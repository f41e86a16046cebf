use crate::error::Result;
use crate::xml::namespaces::pkg;
use crate::xml::{parser, Attr, QName, XmlData, XmlTree};
use serde::{Deserialize, Serialize};

#[derive(Debug, Clone, Copy, PartialEq, Eq, Serialize, Deserialize, Default)]
pub enum TargetMode {
    #[default]
    Internal,
    External,
}

#[derive(Debug, Clone, PartialEq, Eq, Serialize, Deserialize)]
pub struct Relationship {
    pub id: String,
    pub rel_type: String,
    pub target: String,
    #[serde(default)]
    pub target_mode: TargetMode,
}

impl Relationship {
    pub fn new(id: &str, rel_type: &str, target: &str) -> Self {
        Self {
            id: id.to_string(),
            rel_type: rel_type.to_string(),
            target: target.to_string(),
            target_mode: TargetMode::Internal,
        }
    }

    pub fn external(id: &str, rel_type: &str, target: &str) -> Self {
        Self {
            target_mode: TargetMode::External,
            ..Self::new(id, rel_type, target)
        }
    }

    pub fn is_internal(&self) -> bool {
        self.target_mode == TargetMode::Internal
    }
}

/// Parses a `.rels` part into its relationship list.
pub fn parse_relationships(bytes: &[u8]) -> Result<Vec<Relationship>> {
    let tree = parser::parse_bytes(bytes)?;
    let mut rels = Vec::new();
    let Some(root) = tree.root() else {
        return Ok(rels);
    };

    for child in tree.child_elements(root) {
        let Some(name) = tree.name(child) else { continue };
        if name.local != "Relationship" {
            continue;
        }
        let id = tree.attr_local(child, "Id").unwrap_or_default().to_string();
        let rel_type = tree.attr_local(child, "Type").unwrap_or_default().to_string();
        let target = tree.attr_local(child, "Target").unwrap_or_default().to_string();
        let target_mode = match tree.attr_local(child, "TargetMode") {
            Some("External") => TargetMode::External,
            _ => TargetMode::Internal,
        };
        rels.push(Relationship {
            id,
            rel_type,
            target,
            target_mode,
        });
    }

    Ok(rels)
}

/// Serializes a relationship list back to a `.rels` part.
pub fn build_relationships_tree(rels: &[Relationship]) -> XmlTree {
    let mut tree = XmlTree::new();
    let root = tree.add_root(XmlData::element_with_attrs(
        QName::new(pkg::RELATIONSHIPS_NS, "Relationships"),
        vec![Attr::new(QName::local("xmlns"), pkg::RELATIONSHIPS_NS)],
    ));

    for rel in rels {
        let mut attrs = vec![
            Attr::new(QName::local("Id"), &rel.id),
            Attr::new(QName::local("Type"), &rel.rel_type),
            Attr::new(QName::local("Target"), &rel.target),
        ];
        if rel.target_mode == TargetMode::External {
            attrs.push(Attr::new(QName::local("TargetMode"), "External"));
        }
        tree.add_child(
            root,
            XmlData::element_with_attrs(QName::new(pkg::RELATIONSHIPS_NS, "Relationship"), attrs),
        );
    }

    tree
}

/// Allocates the next unused `rId<n>` by scanning existing numeric ids.
pub fn next_relationship_id(rels: &[Relationship]) -> String {
    let max = rels
        .iter()
        .filter_map(|r| r.id.strip_prefix("rId"))
        .filter_map(|n| n.parse::<u32>().ok())
        .max()
        .unwrap_or(0);
    format!("rId{}", max + 1)
}

#[cfg(test)]
mod tests {
    use super::*;
    use crate::xml::builder;

    #[test]
    fn parse_and_rebuild_roundtrip() {
        let xml = br#"<?xml version="1.0" encoding="UTF-8" standalone="yes"?>
<Relationships xmlns="http://schemas.openxmlformats.org/package/2006/relationships">
  <Relationship Id="rId1" Type="http://schemas.openxmlformats.org/officeDocument/2006/relationships/officeDocument" Target="word/document.xml"/>
  <Relationship Id="rId2" Type="http://schemas.openxmlformats.org/officeDocument/2006/relationships/hyperlink" Target="https://example.com" TargetMode="External"/>
</Relationships>"#;

        let rels = parse_relationships(xml).unwrap();
        assert_eq!(rels.len(), 2);
        assert_eq!(rels[0].id, "rId1");
        assert!(rels[0].is_internal());
        assert_eq!(rels[1].target_mode, TargetMode::External);

        let rebuilt = builder::serialize(&build_relationships_tree(&rels)).unwrap();
        let reparsed = parse_relationships(rebuilt.as_bytes()).unwrap();
        assert_eq!(rels, reparsed);
    }

    #[test]
    fn next_id_skips_gaps_to_max_plus_one() {
        let rels = vec![
            Relationship::new("rId1", "t", "a.xml"),
            Relationship::new("rId7", "t", "b.xml"),
        ];
        assert_eq!(next_relationship_id(&rels), "rId8");
        assert_eq!(next_relationship_id(&[]), "rId1");
    }
}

■ ■ ■ ■

PROBLEM DETAILS: Take the lines above from the first through the one containing "Serialize, Deserialize, Default)]" and reproduce them exactly; include nothing else.

RESPONSE:
repository f41e86a16046cebf
use crate::error::Result;
use crate::xml::namespaces::pkg;
use crate::xml::{parser, Attr, QName, XmlData, XmlTree};
use serde::{Deserialize, Serialize};

#[derive(Debug, Clone, Copy, PartialEq, Eq, Serialize, Deserialize, Default)]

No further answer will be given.